The parent div can not use height:auto when its children are positioned absolute / fixed.

You would need to use JavaScript to achieve this.

An example in jQuery:

var biggestHeight = 0;
// Loop through elements children to find & set the biggest height
$(".container *").each(function(){
 // If this elements height is bigger than the biggestHeight
 if ($(this).height() > biggestHeight ) {
   // Set the biggestHeight to this Height
   biggestHeight = $(this).height();
 }
});

// Set the container height
$(".container").height(biggestHeight);

Working example http://jsfiddle.net/blowsie/dPCky/1/


http://jsfiddle.net/dPCky/32/ - A similar effect using float:left;

http://jsfiddle.net/dPCky/40/ - An even closer result to your desired effect.

If you're willing to change your html, then you could do what I have done above.

I learned positioning from the following tutorials which I would highly recommend to anyone who wants to become a positioning pro in html/css:

http://www.barelyfitz.com/screencast/html-training/css/positioning/

I would generally avoid using javascript where possible when doing something that could potentially have a css or html level fix, if you're willing to adjust your html.


If you don't want to use JavaScript, you could refer this answer https://stackoverflow.com/a/33788333/1272106.

Short description: duplicate one element and set visibility to hide to expand the parent.


A little late to the party, but this may help someone as this is how I resolved the issue recently without JS - IF the children maintain their aspect ratio as they shrink for mobile devices. My example relates to making a jQuery.cycle slideshow responsive, for context. Unsure if this is what you're trying to achieve above, but it involved absolutely positioned children within a container which has 100% page width on mobile and explicit dimensions on larger screens.

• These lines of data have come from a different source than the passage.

// SPDX-License-Identifier: Apache-2.0

//! End-to-end tests of the in-process pipeline against a memory sink.

use p4dbeat::beater::{BeatConfig, BeatReport, Beater};
use p4dbeat::error::BoxError;
use p4dbeat::init::args::BeatArgs;
use p4dbeat::parser::ParserKind;
use p4dbeat::sink::MemorySink;
use std::collections::HashSet;
use std::fs::{self, OpenOptions};
use std::io::Write;
use std::path::Path;
use std::time::Duration;
use tempfile::TempDir;
use tokio::sync::oneshot;
use tokio::task::JoinHandle;
use tokio::time::{sleep, timeout};
use tokio_util::sync::CancellationToken;

const TEST_TIMEOUT: Duration = Duration::from_secs(10);

struct RunningBeat {
    shutdown: CancellationToken,
    handle: JoinHandle<Result<BeatReport, BoxError>>,
    harvesters: usize,
}

impl RunningBeat {
    async fn start(config: BeatConfig, sink: &MemorySink) -> Self {
        let shutdown = CancellationToken::new();
        let (ready_tx, ready_rx) = oneshot::channel();
        let handle = tokio::spawn(
            Beater::new(config)
                .on_ready(ready_tx)
                .run_with_sink(sink.clone(), shutdown.clone()),
        );
        let harvesters = timeout(TEST_TIMEOUT, ready_rx)
            .await
            .expect("beat did not become ready")
            .expect("beat exited before ready");
        Self {
            shutdown,
            handle,
            harvesters,
        }
    }

    async fn stop(self) -> BeatReport {
        self.shutdown.cancel();
        timeout(TEST_TIMEOUT, self.handle)
            .await
            .expect("beat did not stop")
            .expect("beat task panicked")
            .expect("beat failed")
    }
}

fn config(dir: &Path, pattern: &str, parser: ParserKind) -> BeatConfig {
    BeatArgs {
        paths: vec![dir.join(pattern).to_string_lossy().into_owned()],
        parser,
        registry_path: dir.join("state").join("registry.json"),
        scan_interval_ms: 20,
        poll_interval_ms: 10,
        close_inactive_ms: 200,
        multiline_timeout_ms: 50,
        batch_timeout_ms: 10,
        batch_max_events: 64,
        retry_initial_backoff_ms: 5,
        retry_max_backoff_ms: 50,
        shutdown_timeout_ms: 5000,
        ..Default::default()
    }
    .build_config()
    .unwrap()
}

fn append(path: &Path, text: &str) {
    let mut f = OpenOptions::new()
        .create(true)
        .append(true)
        .open(path)
        .unwrap();
    f.write_all(text.as_bytes()).unwrap();
}

fn lines(prefix: &str, range: std::ops::Range<usize>) -> String {
    range.map(|i| format!("{} {:04}\n", prefix, i)).collect()
}

async fn wait_for_events(sink: &MemorySink, n: usize) {
    timeout(TEST_TIMEOUT, async {
        while sink.events().len() < n {
            sleep(Duration::from_millis(10)).await;
        }
    })
    .await
    .unwrap_or_else(|_| panic!("expected {} events, got {}", n, sink.events().len()));
}

#[tokio::test]
async fn test_lines_delivered_in_order_and_committed() {
    let dir = TempDir::new().unwrap();
    let log = dir.path().join("app.log");
    let text = lines("line", 0..500);
    fs::write(&log, &text).unwrap();

    let sink = MemorySink::new();
    let beat = RunningBeat::start(config(dir.path(), "*.log", ParserKind::None), &sink).await;
    assert_eq!(beat.harvesters, 1);
    wait_for_events(&sink, 500).await;

    let report = beat.stop().await;
    let expected: Vec<String> = (0..500).map(|i| format!("line {:04}", i)).collect();
    assert_eq!(sink.messages(), expected);
    assert_eq!(report.stats.events, 500);

    let registry = report.registry.snapshot();
    let state = registry.values().next().unwrap();
    assert_eq!(state.offset, text.len() as u64);
    assert_eq!(state.path, log);
}

#[tokio::test]
async fn test_empty_directory_still_ready() {
    let dir = TempDir::new().unwrap();
    let sink = MemorySink::new();
    let beat = RunningBeat::start(config(dir.path(), "*.log", ParserKind::None), &sink).await;
    assert_eq!(beat.harvesters, 0);

    append(&dir.path().join("late.log"), "arrived later\n");
    wait_for_events(&sink, 1).await;
    beat.stop().await;
    assert_eq!(sink.messages(), vec!["arrived later"]);
}

#[tokio::test]
async fn test_rotation_by_rename_has_no_gap_or_duplicate() {
    let dir = TempDir::new().unwrap();
    let log = dir.path().join("log");
    fs::write(&log, lines("event", 0..50)).unwrap();

    let sink = MemorySink::new();
    let beat = RunningBeat::start(config(dir.path(), "log*", ParserKind::None), &sink).await;
    wait_for_events(&sink, 20).await;

    // rotate while the writer keeps going
    fs::rename(&log, dir.path().join("log.1")).unwrap();
    append(&dir.path().join("log.1"), &lines("event", 50..60));
    append(&log, &lines("event", 60..100));

    wait_for_events(&sink, 100).await;
    sleep(Duration::from_millis(100)).await;
    beat.stop().await;

    let messages = sink.messages();
    assert_eq!(messages.len(), 100, "duplicates delivered");
    let unique: HashSet<_> = messages.iter().collect();
    assert_eq!(unique.len(), 100);
    for i in 0..100 {
        assert!(unique.contains(&format!("event {:04}", i)), "missing event {}", i);
    }
}

#[tokio::test]
async fn test_truncation_restarts_file() {
    let dir = TempDir::new().unwrap();
    let log = dir.path().join("app.log");
    fs::write(&log, lines("before", 0..10)).unwrap();

    let sink = MemorySink::new();
    let beat = RunningBeat::start(config(dir.path(), "*.log", ParserKind::None), &sink).await;
    wait_for_events(&sink, 10).await;

    fs::write(&log, "").unwrap();
    sleep(Duration::from_millis(50)).await;
    append(&log, &lines("after", 0..3));
    wait_for_events(&sink, 13).await;

    let report = beat.stop().await;
    let messages = sink.messages();
    assert_eq!(&messages[10..], &["after 0000", "after 0001", "after 0002"]);

    let events = sink.events();
    assert_eq!(events[10]["log"]["offset"], 0);
    assert_eq!(events[10]["log"]["generation"], 1);

    let state = report.registry.snapshot().into_values().next().unwrap();
    assert_eq!(state.generation, 1);
    assert_eq!(state.offset, lines("after", 0..3).len() as u64);
}

#[tokio::test]
async fn test_restart_resumes_without_reemitting() {
    let dir = TempDir::new().unwrap();
    let log = dir.path().join("app.log");
    fs::write(&log, lines("first", 0..20)).unwrap();

    let sink = MemorySink::new();
    let beat = RunningBeat::start(config(dir.path(), "*.log", ParserKind::None), &sink).await;
    wait_for_events(&sink, 20).await;
    beat.stop().await;

    append(&log, &lines("second", 0..5));

    let sink2 = MemorySink::new();
    let beat = RunningBeat::start(config(dir.path(), "*.log", ParserKind::None), &sink2).await;
    wait_for_events(&sink2, 5).await;
    sleep(Duration::from_millis(100)).await;
    beat.stop().await;

    let expected: Vec<String> = (0..5).map(|i| format!("second {:04}", i)).collect();
    assert_eq!(sink2.messages(), expected);
}

#[tokio::test]
async fn test_undelivered_events_are_redelivered_after_restart() {
    let dir = TempDir::new().unwrap();
    let log = dir.path().join("app.log");
    fs::write(&log, lines("held", 0..3)).unwrap();

    let mut cfg = config(dir.path(), "*.log", ParserKind::None);
    cfg.shutdown_timeout = Duration::from_millis(100);

    let sink = MemorySink::new();
    sink.fail_next(u32::MAX);
    let shutdown = CancellationToken::new();
    let (ready_tx, ready_rx) = oneshot::channel();
    let handle = tokio::spawn(
        Beater::new(cfg)
            .on_ready(ready_tx)
            .run_with_sink(sink.clone(), shutdown.clone()),
    );
    ready_rx.await.unwrap();
    timeout(TEST_TIMEOUT, async {
        while sink.attempts() == 0 {
            sleep(Duration::from_millis(10)).await;
        }
    })
    .await
    .unwrap();
    shutdown.cancel();
    assert!(handle.await.unwrap().is_err());

    let sink2 = MemorySink::new();
    let beat = RunningBeat::start(config(dir.path(), "*.log", ParserKind::None), &sink2).await;
    wait_for_events(&sink2, 3).await;
    beat.stop().await;
    assert_eq!(sink2.messages(), vec!["held 0000", "held 0001", "held 0002"]);
}

#[tokio::test]
async fn test_p4d_command_records_joined() {
    let dir = TempDir::new().unwrap();
    let log = dir.path().join("log");
    fs::write(
        &log,
        concat!(
            "Perforce server info:\n",
            "\t2024/03/01 14:05:10 pid 2211 fred@fred_ws 10.1.2.3 [p4v/2023.4] 'user-sync //depot/...'\n",
            "\n",
            "Perforce server info:\n",
            "\t2024/03/01 14:05:12 pid 2211 completed 1.25s\n",
        ),
    )
    .unwrap();

    let sink = MemorySink::new();
    let beat = RunningBeat::start(config(dir.path(), "log", ParserKind::P4d), &sink).await;
    wait_for_events(&sink, 1).await;
    // nothing else trails the command
    sleep(Duration::from_millis(200)).await;
    let report = beat.stop().await;

    let events = sink.events();
    assert_eq!(events.len(), 1);
    let e = &events[0];
    assert_eq!(e["p4.record_type"], "command");
    assert_eq!(e["p4.cmd"], "user-sync");
    assert_eq!(e["p4.user"], "fred");
    assert_eq!(e["@timestamp"], "2024-03-01T14:05:10.000Z");
    assert_eq!(e["p4.completed_sec"], 1.25);
    assert_eq!(e["p4.end_time"], "2024/03/01 14:05:12");
    assert_eq!(e["p4.running"], 1);
    assert_eq!(e["p4.line_no"], 1);
    assert_eq!(e["p4.cmd_error"], false);
    assert!(e.get("degraded").is_none());

    let len = fs::metadata(&log).unwrap().len();
    let state = report.registry.snapshot().into_values().next().unwrap();
    assert_eq!(state.offset, len);
}

#[tokio::test]
async fn test_open_command_is_read_again_after_restart() {
    let dir = TempDir::new().unwrap();
    let log = dir.path().join("log");
    fs::write(
        &log,
        concat!(
            "Perforce server info:\n",
            "\t2024/03/01 14:05:10 pid 10 fred@ws 10.1.2.3 [p4v] 'user-sync //...'\n",
            "Perforce server info:\n",
            "\t2024/03/01 14:05:11 pid 20 server notice\n",
        ),
    )
    .unwrap();

    let sink = MemorySink::new();
    let beat = RunningBeat::start(config(dir.path(), "log", ParserKind::P4d), &sink).await;
    wait_for_events(&sink, 1).await;
    let report = beat.stop().await;
    assert_eq!(sink.events()[0]["p4.record_type"], "info");
    // the unfinished command keeps the registry at its start
    let state = report.registry.snapshot().into_values().next().unwrap();
    assert_eq!(state.offset, 0);
    drop(report);

    append(
        &log,
        "Perforce server info:\n\t2024/03/01 14:05:15 pid 10 completed 5s\n",
    );
    let sink2 = MemorySink::new();
    let beat = RunningBeat::start(config(dir.path(), "log", ParserKind::P4d), &sink2).await;
    wait_for_events(&sink2, 2).await;
    beat.stop().await;

    let events = sink2.events();
    let command = events
        .iter()
        .find(|e| e["p4.record_type"] == "command")
        .expect("command event");
    assert_eq!(command["p4.cmd"], "user-sync");
    assert_eq!(command["p4.completed_sec"], 5.0);
    assert_eq!(command["p4.line_no"], 1);
}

You can set the parent's height to use viewport width units (vw), so the height adapts relative to the device's width. Support is broad enough these days that most mobile devices will use these units correctly, bugs and partial support don't relate to vw (but rather, to vmin and vmax in IE). Only Opera Mini is in the dark.

Without knowing what the children are doing between responsive points in this example (the jsfiddle has explicit heights set), let's assume the height of the children scales down predictably relative to the device width, which allows you to fairly accurately assume the height based on aspect ratio.

.container{ height: 75vw; }

http://caniuse.com/#feat=viewport-units

Do note known issue #7 on caniuse if you're going for 100vw as a width measure, but here we're playing with height!